Filmworld
It's the second Oscar for Guneet Monga of 'The Elephant Whisperers'

New Delhi, March 13
The Oscar for the Best Documentary Short Film generally ends as a blur in the blaze of the bigger names jostling for international attention at any Academy Awards evening. For Guneet Monga, though, it has earned a special place in her heart, for she has come home with it twice.
As executive producer, Monga was the force behind 'The Elephant Whisperers', photographer Kartiki Gonsalves' maiden documentary, lifting the Oscar for Best Documentary Short Film at the 95th Academy Awards. It was her second time.
Monga's first Oscar was for the documentary short film, Iranian American filmmaker Rayka Zehtabch's 'Period: End of Sentence', which follows a group of local women at Kathikera village in Hapur, Uttar Pradesh, as they learn how to operate a machine that makes low-cost, biodegradable sanitary pads, which they sell to other women at affordable prices.
It is not only empowering for the women who produce the sanitary pads, but also helps them, and the women they help, shed taboos regarding menstruation. The short film was inspired by the life of Arunachalam Muruganantham, a social activist from Coimbatore, Tamil Nadu.
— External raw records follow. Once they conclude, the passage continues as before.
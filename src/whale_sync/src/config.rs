//! Runtime configuration from the environment.

use chrono_tz::Tz;
use shared_utils::env::{ConfigError, get_env_var, get_optional_env_var, parse_env_var_or};
use sighting_source::FetcherConfig;

use crate::schedule::Schedule;

/// Source page ingested when no URL is given.
pub const DEFAULT_FEED_URL: &str = "https://newportwhales.com/whalecount.html";

/// Everything the CLI needs to run.
#[derive(Debug, Clone)]
pub struct SyncConfig {
    /// SQLite path or `sqlite:` URL (`DATABASE_URL`).
    pub database_url: String,
    /// Default source page (`WHALE_FEED_URL`).
    pub feed_url: String,
    /// HTTP settings (`WHALE_FETCH_TIMEOUT_SECS`, `WHALE_FETCH_REFERER`).
    pub fetcher: FetcherConfig,
    /// Daily run time (`WHALE_SCHEDULE_TZ`, `WHALE_SCHEDULE_HOUR`).
    pub schedule: Schedule,
}

impl SyncConfig {
    /// Loads the configuration. `DATABASE_URL` is required; the rest default.
    pub fn from_env() -> Result<Self, ConfigError> {
        let database_url = get_env_var("DATABASE_URL")?;
        let feed_url = get_optional_env_var("WHALE_FEED_URL").unwrap_or_else(|| DEFAULT_FEED_URL.to_string());
        let fetcher = FetcherConfig::from_env()?;

        let defaults = Schedule::default();
        let tz: Tz = parse_env_var_or("WHALE_SCHEDULE_TZ", defaults.tz)?;
        let hour: u32 = parse_env_var_or("WHALE_SCHEDULE_HOUR", defaults.hour)?;
        if hour > 23 {
            return Err(ConfigError::InvalidEnvVar {
                name: "WHALE_SCHEDULE_HOUR".to_string(),
                value: hour.to_string(),
                reason: "hour must be between 0 and 23".to_string(),
            });
        }

        Ok(Self {
            database_url,
            feed_url,
            fetcher,
            schedule: Schedule { tz, hour },
        })
    }
}

#[cfg(test)]
mod tests {
    use std::time::Duration;

    use serial_test::serial;

    use super::*;

    const VARS: [&str; 6] = [
        "DATABASE_URL",
        "WHALE_FEED_URL",
        "WHALE_FETCH_TIMEOUT_SECS",
        "WHALE_FETCH_REFERER",
        "WHALE_SCHEDULE_TZ",
        "WHALE_SCHEDULE_HOUR",
    ];

    fn clear() {
        for v in VARS {
            unsafe { std::env::remove_var(v) };
        }
    }

    #[test]
    #[serial]
    fn defaults_apply() {
        clear();
        unsafe { std::env::set_var("DATABASE_URL", "sqlite://whales.db") };
        let cfg = SyncConfig::from_env().unwrap();
        assert_eq!(cfg.database_url, "sqlite://whales.db");
        assert_eq!(cfg.feed_url, DEFAULT_FEED_URL);
        assert_eq!(cfg.fetcher.timeout, Duration::from_secs(10));
        assert_eq!(cfg.schedule, Schedule::default());
        clear();
    }

    #[test]
    #[serial]
    fn overrides_are_read() {
        clear();
        unsafe {
            std::env::set_var("DATABASE_URL", "/tmp/w.db");
            std::env::set_var("WHALE_FEED_URL", "http://localhost:9/counts");
            std::env::set_var("WHALE_FETCH_TIMEOUT_SECS", "3");
            std::env::set_var("WHALE_SCHEDULE_TZ", "UTC");
            std::env::set_var("WHALE_SCHEDULE_HOUR", "6");
        }
        let cfg = SyncConfig::from_env().unwrap();
        assert_eq!(cfg.feed_url, "http://localhost:9/counts");
        assert_eq!(cfg.fetcher.timeout, Duration::from_secs(3));
        assert_eq!(cfg.schedule, Schedule { tz: chrono_tz::UTC, hour: 6 });
        clear();
    }

    #[test]
    #[serial]
    fn missing_database_url_is_an_error() {
        clear();
        assert!(matches!(SyncConfig::from_env(), Err(ConfigError::MissingEnvVar(n)) if n == "DATABASE_URL"));
    }

    #[test]
    #[serial]
    fn bad_values_are_rejected() {
        clear();
        unsafe {
            std::env::set_var("DATABASE_URL", "w.db");
            std::env::set_var("WHALE_SCHEDULE_HOUR", "24");
        }
        assert!(matches!(SyncConfig::from_env(), Err(ConfigError::InvalidEnvVar { name, .. }) if name == "WHALE_SCHEDULE_HOUR"));

        unsafe {
            std::env::set_var("WHALE_SCHEDULE_HOUR", "6");
            std::env::set_var("WHALE_SCHEDULE_TZ", "Mars/Olympus_Mons");
        }
        assert!(matches!(SyncConfig::from_env(), Err(ConfigError::InvalidEnvVar { name, .. }) if name == "WHALE_SCHEDULE_TZ"));
        clear();
    }
}
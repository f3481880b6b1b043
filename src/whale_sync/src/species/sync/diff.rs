use std::{
    collections::{BTreeMap, BTreeSet},
    fmt,
};

use crate::models::species::Species;

/// What needs to change to make DB == TOML.
#[derive(Debug, Clone, Default, PartialEq, Eq)]
pub struct SpeciesDiff {
    /// Species that are new or whose group/names changed.
    pub species_upsert: BTreeMap<String, Species>,
    /// Species whose alias set changed: id -> full new alias list.
    pub aliases_replace: BTreeMap<String, Vec<String>>,
    /// Species present in the DB but absent from the catalog (prune only).
    pub species_delete: BTreeSet<String>,
}

impl SpeciesDiff {
    /// True if there is nothing to upsert or delete.
    pub fn is_noop(&self) -> bool {
        self.species_upsert.is_empty()
            && self.aliases_replace.is_empty()
            && self.species_delete.is_empty()
    }
}

impl fmt::Display for SpeciesDiff {
    fn fmt(&self, f: &mut fmt::Formatter<'_>) -> fmt::Result {
        let mut wrote_any = false;
        let mut section = |title: &str,
                           body: &mut dyn FnMut(&mut fmt::Formatter<'_>) -> fmt::Result|
         -> fmt::Result {
            if wrote_any {
                writeln!(f)?;
            }
            writeln!(f, "{title}")?;
            writeln!(f, "{}", "-".repeat(title.len()))?;
            body(f)?;
            wrote_any = true;
            Ok(())
        };

        if !self.species_upsert.is_empty() {
            section("Species (UPSERT)", &mut |f| {
                for (id, s) in &self.species_upsert {
                    writeln!(f, "+ {id}  [{}] \"{}\"", s.group, s.common_name)?;
                }
                Ok(())
            })?;
        }
        if !self.aliases_replace.is_empty() {
            section("Aliases (REPLACE)", &mut |f| {
                for (id, aliases) in &self.aliases_replace {
                    writeln!(f, "~ {id}: {}", aliases.join(", "))?;
                }
                Ok(())
            })?;
        }
        if !self.species_delete.is_empty() {
            section("Species (DELETE)", &mut |f| {
                for id in &self.species_delete {
                    writeln!(f, "- {id}")?;
                }
                Ok(())
            })?;
        }

        if !wrote_any {
            write!(f, "No changes")
        } else {
            Ok(())
        }
    }
}

fn same_row(a: &Species, b: &Species) -> bool {
    a.group == b.group && a.common_name == b.common_name && a.binomial_name == b.binomial_name
}

fn alias_set(s: &Species) -> BTreeSet<&str> {
    s.aliases.iter().map(String::as_str).collect()
}

/// Compares the wanted catalog with the current DB contents.
pub fn make_diff(
    wanted: &BTreeMap<String, Species>,
    current: &BTreeMap<String, Species>,
    prune: bool,
) -> SpeciesDiff {
    let mut d = SpeciesDiff::default();

    for (id, want) in wanted {
        match current.get(id) {
            Some(have) => {
                if !same_row(want, have) {
                    d.species_upsert.insert(id.clone(), want.clone());
                }
                if alias_set(want) != alias_set(have) {
                    d.aliases_replace.insert(id.clone(), want.aliases.clone());
                }
            }
            None => {
                d.species_upsert.insert(id.clone(), want.clone());
                if !want.aliases.is_empty() {
                    d.aliases_replace.insert(id.clone(), want.aliases.clone());
                }
            }
        }
    }

    if prune {
        d.species_delete = current
            .keys()
            .filter(|id| !wanted.contains_key(*id))
            .cloned()
            .collect();
    }

    d
}
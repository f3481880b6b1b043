//! Whale count ingestion: fetch the daily sightings page, parse the counts
//! table, resolve species labels, and keep a per-day snapshot in SQLite that
//! only changes when the published content does.
//!
//! Flow: [`sighting_source::PageFetcher`] → [`parse::WhaleCountParser`] (labels
//! resolved through [`species::AliasIndex`]) → [`report::ParsedReport`] →
//! [`checksum::checksum`] → [`ingest::Ingestor`] → [`store::SnapshotStore`].

#![deny(missing_docs)]

pub mod checksum;
pub mod config;
pub mod db;
pub mod ingest;
pub mod models;
pub mod normalize;
pub mod parse;
pub mod report;
pub mod schedule;
/// Diesel table definitions for the embedded migrations.
#[allow(missing_docs)]
pub mod schema;
pub mod species;
pub mod store;
/// A fetched page: the raw HTML body plus where it came from.
///
/// The body is kept as text rather than a parsed DOM so the value stays `Send`
/// and cheap to hand across tasks; parsing happens where the table is read.
#[derive(Debug, Clone, PartialEq, Eq)]
pub struct Document {
    /// URL that was requested. Parsed reports record this as their source.
    pub url: String,
    /// URL after redirects.
    pub final_url: String,
    /// Response body.
    pub html: String,
}

impl Document {
    /// Builds a document that did not come over the network (fixtures, stdin).
    pub fn from_html(url: impl Into<String>, html: impl Into<String>) -> Self {
        let url = url.into();
        Self {
            final_url: url.clone(),
            url,
            html: html.into(),
        }
    }
}
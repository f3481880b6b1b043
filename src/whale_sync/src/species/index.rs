//! Lock-free, read-mostly alias index: normalized label -> species id.
//!
//! Readers call [`AliasIndex::resolve`], which loads an `Arc<HashMap<..>>`
//! snapshot with no locking. Writers call [`AliasIndex::rebuild`] (or
//! [`AliasIndex::refresh`] to read the catalog from SQLite first), which builds
//! a complete new map off to the side and swaps it in with one atomic store.
//!
//! Implementation notes:
//! - Uses `arc-swap` for atomic pointer swaps + cheap reads (no RwLock).
//! - Starts empty; until the first rebuild every lookup misses.
//! - Each `resolve` loads the published map once, so a lookup never mixes two
//!   generations.

use std::{collections::HashMap, sync::Arc};

use arc_swap::ArcSwap;
use diesel::SqliteConnection;

use crate::{models::species::Species, normalize::normalize, species::repo};

/// Snapshot type held inside the index.
pub type AliasMap = HashMap<String, String>;

/// Alias index shared by every parser in the process.
pub struct AliasIndex {
    map: ArcSwap<AliasMap>,
}

impl Default for AliasIndex {
    fn default() -> Self {
        Self::new()
    }
}

impl AliasIndex {
    /// Creates an empty index.
    pub fn new() -> Self {
        Self {
            map: ArcSwap::from_pointee(AliasMap::new()),
        }
    }

    /// Creates an index already populated from `species`.
    pub fn from_species<'a>(species: impl IntoIterator<Item = &'a Species>) -> Self {
        let index = Self::new();
        index.rebuild(species);
        index
    }

    /// Builds a fresh map from `species` and publishes it, replacing the old one.
    ///
    /// Blank aliases are skipped. When two species share an alias the one read
    /// last wins. Returns the number of keys in the published map.
    pub fn rebuild<'a>(&self, species: impl IntoIterator<Item = &'a Species>) -> usize {
        let mut next = AliasMap::new();
        for s in species {
            for alias in &s.aliases {
                let key = normalize(alias);
                if key.is_empty() {
                    continue;
                }
                next.insert(key, s.id.clone());
            }
        }
        let len = next.len();
        self.map.store(Arc::new(next));
        len
    }

    /// Reads the whole species catalog from the database and rebuilds.
    ///
    /// Call this at startup and after the catalog changes. Safe to call while
    /// other threads resolve; they see either the old or the new map.
    pub fn refresh(&self, conn: &mut SqliteConnection) -> anyhow::Result<usize> {
        let species = repo::load_species(conn)?;
        let len = self.rebuild(&species);
        tracing::info!(species = species.len(), aliases = len, "alias index reloaded");
        Ok(len)
    }

    /// Resolves a raw label to a species id.
    ///
    /// The label is normalized first. A miss is retried once with a trailing
    /// `s` removed so plural labels match singular aliases. `None` is an
    /// ordinary outcome for labels the catalog does not know.
    pub fn resolve(&self, raw_label: &str) -> Option<String> {
        let key = normalize(raw_label);
        if key.is_empty() {
            return None;
        }
        let snap = self.map.load();
        if let Some(id) = snap.get(&key) {
            return Some(id.clone());
        }
        key.strip_suffix('s')
            .filter(|singular| !singular.is_empty())
            .and_then(|singular| snap.get(singular))
            .cloned()
    }

    /// Number of alias keys in the current snapshot.
    pub fn len(&self) -> usize {
        self.map.load().len()
    }

    /// True when nothing has been published yet (or the catalog is empty).
    pub fn is_empty(&self) -> bool {
        self.len() == 0
    }

    /// Returns an `Arc` snapshot (if a caller needs to iterate or inspect).
    pub fn snapshot(&self) -> Arc<AliasMap> {
        self.map.load_full()
    }
}

#[cfg(test)]
mod tests {
    use super::*;
    use crate::models::species::SightingGroup;

    fn sp(id: &str, aliases: &[&str]) -> Species {
        Species {
            id: id.to_string(),
            group: SightingGroup::Whale,
            common_name: id.to_string(),
            binomial_name: None,
            aliases: aliases.iter().map(|a| a.to_string()).collect(),
        }
    }

    #[test]
    fn empty_until_rebuilt() {
        let idx = AliasIndex::new();
        assert!(idx.is_empty());
        assert_eq!(idx.resolve("humpback whale"), None);
    }

    #[test]
    fn resolves_messy_plural_labels() {
        let idx = AliasIndex::from_species(&[sp("humpback-whale", &["humpback whale"])]);
        assert_eq!(idx.resolve("  Humpback   Whales ").as_deref(), Some("humpback-whale"));
        assert_eq!(idx.resolve("HUMPBACK WHALE").as_deref(), Some("humpback-whale"));
        assert_eq!(idx.resolve("blue whale"), None);
        assert_eq!(idx.resolve("   "), None);
    }

    #[test]
    fn exact_alias_beats_plural_fallback() {
        let idx = AliasIndex::from_species(&[sp("a", &["mako"]), sp("b", &["makos"])]);
        assert_eq!(idx.resolve("makos").as_deref(), Some("b"));
    }

    #[test]
    fn blank_aliases_are_skipped_and_last_write_wins() {
        let idx = AliasIndex::from_species(&[sp("first", &["", "  ", "shared"]), sp("second", &["Shared"])]);
        assert_eq!(idx.len(), 1);
        assert_eq!(idx.resolve("shared").as_deref(), Some("second"));
    }

    #[test]
    fn rebuild_replaces_whole_map() {
        let idx = AliasIndex::from_species(&[sp("gray-whale", &["gray"])]);
        let old = idx.snapshot();

        idx.rebuild(&[sp("blue-whale", &["blue"])]);
        assert_eq!(idx.resolve("gray"), None);
        assert_eq!(idx.resolve("blue").as_deref(), Some("blue-whale"));

        // A reader holding the old snapshot keeps a consistent view.
        assert_eq!(old.get("gray").map(String::as_str), Some("gray-whale"));
        assert!(!old.contains_key("blue"));
    }

    #[test]
    fn concurrent_readers_never_see_a_partial_map() {
        let a: Vec<Species> = (0..50).map(|i| sp("a", &[format!("alias {i}").as_str()])).collect();
        let b: Vec<Species> = (0..50).map(|i| sp("b", &[format!("alias {i}").as_str()])).collect();
        let idx = Arc::new(AliasIndex::from_species(&a));

        let readers: Vec<_> = (0..4)
            .map(|_| {
                let idx = Arc::clone(&idx);
                std::thread::spawn(move || {
                    for _ in 0..500 {
                        let snap = idx.snapshot();
                        assert_eq!(snap.len(), 50);
                        let first = snap.get("alias 0").cloned();
                        assert!(snap.values().all(|v| Some(v) == first.as_ref()));
                    }
                })
            })
            .collect();

        for i in 0..100 {
            idx.rebuild(if i % 2 == 0 { &b } else { &a });
        }
        for r in readers {
            r.join().unwrap();
        }
    }
}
Monga, incidentally, has previously worked with Anurag Kashyap on projects such as 'Gangs of Wasseypur - Part 1', 'Gangs of Wasseypur - Part 2', 'Peddlers', 'The Lunchbox', 'Masaan', 'Zubaan' and 'Pagglait'.
'The Elephant Whisperers' landed on Monga's lap when she was contacted by Kartiiki Gonsalves, who had stumbled upon Bomman and his baby elephant Raghu near the Mudumalai National Park while on her way home in Ooty.
The short film documents the tender relationship between Bomman and his helpmate, Ballie, whom he marries subsequently (Monga attended their wedding deep in the forest to get a better sense of the story), and Raghu, who was orphaned and abandoned by the herd after his mother got electrocuted at the national park.
Gonsalves, the daughter of IIT-Mandi founder-director Timothy and US-born historian Priscilla Gonsalves, shot the story of the indigenous couple on her phone, a GoPro, and then a DSLR camera.
Much of the filming was done at the Thepepakadu Elephant Camp, one of the oldest institutions of its kind in the region. Gonsalves had 400 hours of footage, which she finally got down to 40 minutes.
But it all happened after Gonsalves spent a month and half at Monga's home in Mumbai. Monga had invited the newbie director, who was driven entirely by passion, to be her house guest so that they could understand each other.